»»

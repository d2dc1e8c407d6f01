use std::collections::HashSet;
use std::fs;
use std::path::Path;

use serde::{Deserialize, Serialize};
use serde_json::Value;

use crate::block::Block;
use crate::error::{Error, Result};
use crate::expr::SharedState;

/// Experiment-wide variable that trials read and update through side
/// effects.
#[derive(Debug, Clone, PartialEq, Serialize, Deserialize)]
pub struct SharedVariable {
    pub name: String,
    pub initial: Value,
}

#[derive(Debug, Clone, Default, PartialEq, Serialize, Deserialize)]
pub struct Experiment {
    #[serde(default, skip_serializing_if = "Vec::is_empty")]
    pub shared: Vec<SharedVariable>,
    pub blocks: Vec<Block>,
}

impl Experiment {
    pub fn new(blocks: Vec<Block>) -> Self {
        Self {
            shared: Vec::new(),
            blocks,
        }
    }

    pub fn with_shared(mut self, name: impl Into<String>, initial: impl Into<Value>) -> Self {
        self.shared.push(SharedVariable {
            name: name.into(),
            initial: initial.into(),
        });
        self
    }

    pub fn initial_state(&self) -> SharedState {
        self.shared
            .iter()
            .map(|v| (v.name.clone(), v.initial.clone()))
            .collect()
    }

    pub fn trial_count(&self) -> usize {
        self.blocks
            .iter()
            .map(|b| b.trials.len() * b.records().len() * b.repetitions)
            .sum()
    }

    pub fn validate(&self) -> Result<()> {
        let mut declared = HashSet::new();
        for variable in &self.shared {
            if !is_identifier(&variable.name) {
                return Err(Error::InvalidIdentifier(variable.name.clone()));
            }
            if !declared.insert(variable.name.as_str()) {
                return Err(Error::DuplicateSharedVariable(variable.name.clone()));
            }
        }
        for (index, block) in self.blocks.iter().enumerate() {
            block.validate(index)?;
            for trial in &block.trials {
                if let Some(name) = trial
                    .shared_names()
                    .into_iter()
                    .find(|n| !declared.contains(n.as_str()))
                {
                    return Err(Error::UnknownSharedVariable(name));
                }
            }
        }
        Ok(())
    }

    /// Block by name, or by position when no block has that name.
    pub fn block_mut(&mut self, selector: &str) -> Result<&mut Block> {
        let position = self
            .blocks
            .iter()
            .position(|b| b.name.as_deref() == Some(selector))
            .or_else(|| selector.parse::<usize>().ok().filter(|i| *i < self.blocks.len()));
        match position {
            Some(index) => Ok(&mut self.blocks[index]),
            None => Err(Error::UnknownBlock(selector.to_string())),
        }
    }

    pub fn from_json_str(json: &str) -> Result<Self> {
        Ok(serde_json::from_str(json)?)
    }

    pub fn load(path: impl AsRef<Path>) -> Result<Self> {
        Self::from_json_str(&fs::read_to_string(path)?)
    }

    pub fn save(&self, path: impl AsRef<Path>) -> Result<()> {
        fs::write(path, serde_json::to_string_pretty(self)?)?;
        Ok(())
    }
}

const RESERVED: &[&str] = &[
    // Language keywords and literals.
    "await", "break", "case", "catch", "class", "const", "continue", "debugger", "default",
    "delete", "do", "else", "enum", "export", "extends", "false", "finally", "for",
    "function", "if", "implements", "import", "in", "instanceof", "interface", "let", "new",
    "null", "package", "private", "protected", "public", "return", "static", "super",
    "switch", "this", "throw", "true", "try", "typeof", "var", "void", "while", "with",
    "yield", "arguments", "eval", "undefined", "NaN", "Infinity",
    // Names the compiled program binds.
    "bean", "data", "trial", "trials", "jsPsych", "initJsPsych", "jsPsychHtmlKeyboardResponse",
];

/// Prefix of helper bindings inside compiled derivations.
pub const INTERNAL_PREFIX: &str = "__bean";

/// Shared variables become top-level `let` bindings in compiled programs.
pub fn is_identifier(name: &str) -> bool {
    let mut chars = name.chars();
    let head_ok = chars
        .next()
        .is_some_and(|c| c.is_ascii_alphabetic() || c == '_' || c == '$');
    head_ok
        && chars.all(|c| c.is_ascii_alphanumeric() || c == '_' || c == '$')
        && !RESERVED.contains(&name)
        && !name.starts_with(INTERNAL_PREFIX)
}

#[cfg(test)]
mod tests {
    use super::*;
    use crate::expr::Expr;
    use crate::timeline::TimelineTable;
    use crate::trial::TrialSpec;
    use serde_json::json;

    fn scoring_block() -> Block {
        Block::new(
            vec![TrialSpec::blank(100).with_side_effect("score", Expr::shared("score").add(1))],
            TimelineTable::default(),
        )
    }

    #[test]
    fn undeclared_shared_variable_is_rejected() {
        let experiment = Experiment::new(vec![scoring_block()]);
        assert!(matches!(
            experiment.validate(),
            Err(Error::UnknownSharedVariable(name)) if name == "score"
        ));

        let experiment = experiment.with_shared("score", 0);
        assert!(experiment.validate().is_ok());
        assert_eq!(experiment.initial_state()["score"], json!(0));
    }

    #[test]
    fn shared_names_must_be_identifiers() {
        assert!(is_identifier("score_2"));
        assert!(!is_identifier("2score"));
        assert!(!is_identifier("let"));
        assert!(!is_identifier(""));
        for name in [
            "enum", "await", "undefined", "NaN", "Infinity", "initJsPsych",
            "jsPsychHtmlKeyboardResponse", "bean", "__bean_k", "__bean_keys",
        ] {
            assert!(!is_identifier(name), "{name} accepted");
        }
        assert!(is_identifier("k"));
        assert!(is_identifier("keys"));

        let experiment = Experiment::new(vec![]).with_shared("my score", 0);
        assert!(matches!(experiment.validate(), Err(Error::InvalidIdentifier(_))));

        let experiment = Experiment::new(vec![]).with_shared("a", 0).with_shared("a", 1);
        assert!(matches!(experiment.validate(), Err(Error::DuplicateSharedVariable(_))));
    }

    #[test]
    fn blocks_are_found_by_name_or_position() {
        let mut experiment = Experiment::new(vec![scoring_block(), scoring_block().named("test")])
            .with_shared("score", 0);

        assert_eq!(experiment.block_mut("test").unwrap().name.as_deref(), Some("test"));
        assert_eq!(experiment.block_mut("0").unwrap().name, None);
        assert!(matches!(experiment.block_mut("2"), Err(Error::UnknownBlock(_))));
        assert!(matches!(experiment.block_mut("training"), Err(Error::UnknownBlock(_))));
    }

    #[test]
    fn trial_count_spans_records_and_repetitions() {
        let block = scoring_block().repeated(3);
        let experiment = Experiment::new(vec![block]).with_shared("score", 0);

        assert_eq!(experiment.trial_count(), 3);
    }

    #[test]
    fn round_trips_through_json_file() {
        let dir = std::env::temp_dir().join(format!("cogex-core-{}", std::process::id()));
        std::fs::create_dir_all(&dir).unwrap();
        let path = dir.join("experiment.json");
        let experiment = Experiment::new(vec![scoring_block()]).with_shared("score", 0);

        experiment.save(&path).unwrap();
        assert_eq!(Experiment::load(&path).unwrap(), experiment);
        std::fs::remove_dir_all(&dir).unwrap();
    }
}
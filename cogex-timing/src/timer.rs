use std::sync::atomic::{AtomicU64, Ordering};
use std::sync::Arc;
use std::time::{Duration, Instant};

/// Clock driving trial timestamps. Timestamps are nanoseconds since the
/// timer was created.
pub trait Timer: Clone + Send + Sync {
    fn now(&self) -> u64;
    fn sleep(&self, d: Duration);

    fn elapsed(&self, ts: u64) -> Duration {
        Duration::from_nanos(self.now().saturating_sub(ts))
    }

    fn now_ms(&self) -> u64 {
        self.now() / 1_000_000
    }
}

/// Wall clock with OS-level precise sleeps.
#[derive(Debug, Clone)]
pub struct HighPrecisionTimer {
    start: Instant,
}

impl Timer for HighPrecisionTimer {
    fn now(&self) -> u64 {
        self.start.elapsed().as_nanos() as u64
    }

    fn sleep(&self, d: Duration) {
        self.high_precision_sleep(d)
    }
}

impl HighPrecisionTimer {
    pub fn new() -> Self {
        Self {
            start: Instant::now(),
        }
    }

    pub fn high_precision_sleep(&self, duration: Duration) {
        #[cfg(target_os = "linux")]
        self.linux_sleep(duration);
        #[cfg(not(target_os = "linux"))]
        std::thread::sleep(duration);
    }

    #[cfg(target_os = "linux")]
    fn linux_sleep(&self, duration: Duration) {
        use libc::{clock_nanosleep, timespec, CLOCK_MONOTONIC, EINTR, TIMER_ABSTIME};

        let mut target = timespec {
            tv_sec: 0,
            tv_nsec: 0,
        };
        unsafe {
            libc::clock_gettime(CLOCK_MONOTONIC, &mut target);
        }
        let nanos = target.tv_nsec as u64 + u64::from(duration.subsec_nanos());
        target.tv_sec += duration.as_secs() as libc::time_t + (nanos / 1_000_000_000) as libc::time_t;
        target.tv_nsec = (nanos % 1_000_000_000) as libc::c_long;

        // Absolute deadline so an interrupted sleep resumes without drift.
        loop {
            let rc = unsafe {
                clock_nanosleep(CLOCK_MONOTONIC, TIMER_ABSTIME, &target, std::ptr::null_mut())
            };
            if rc != EINTR {
                break;
            }
        }
    }
}

impl Default for HighPrecisionTimer {
    fn default() -> Self {
        Self::new()
    }
}

/// Simulated clock: `sleep` advances time instantly. Clones share the same
/// clock.
#[derive(Debug, Clone, Default)]
pub struct ManualTimer {
    now_ns: Arc<AtomicU64>,
}

impl ManualTimer {
    pub fn new() -> Self {
        Self::default()
    }

    pub fn advance(&self, d: Duration) {
        self.now_ns
            .fetch_add(d.as_nanos() as u64, Ordering::SeqCst);
    }
}

impl Timer for ManualTimer {
    fn now(&self) -> u64 {
        self.now_ns.load(Ordering::SeqCst)
    }

    fn sleep(&self, d: Duration) {
        self.advance(d)
    }
}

««

Please return exactly the lines from the opening line of the data above through the line with "pub struct SharedVariable", both included and nothing else.

EXERCISE RESULT:
repository d2dc1e8c407d6f01
use std::collections::HashSet;
use std::fs;
use std::path::Path;

use serde::{Deserialize, Serialize};
use serde_json::Value;

use crate::block::Block;
use crate::error::{Error, Result};
use crate::expr::SharedState;

/// Experiment-wide variable that trials read and update through side
/// effects.
#[derive(Debug, Clone, PartialEq, Serialize, Deserialize)]
pub struct SharedVariable {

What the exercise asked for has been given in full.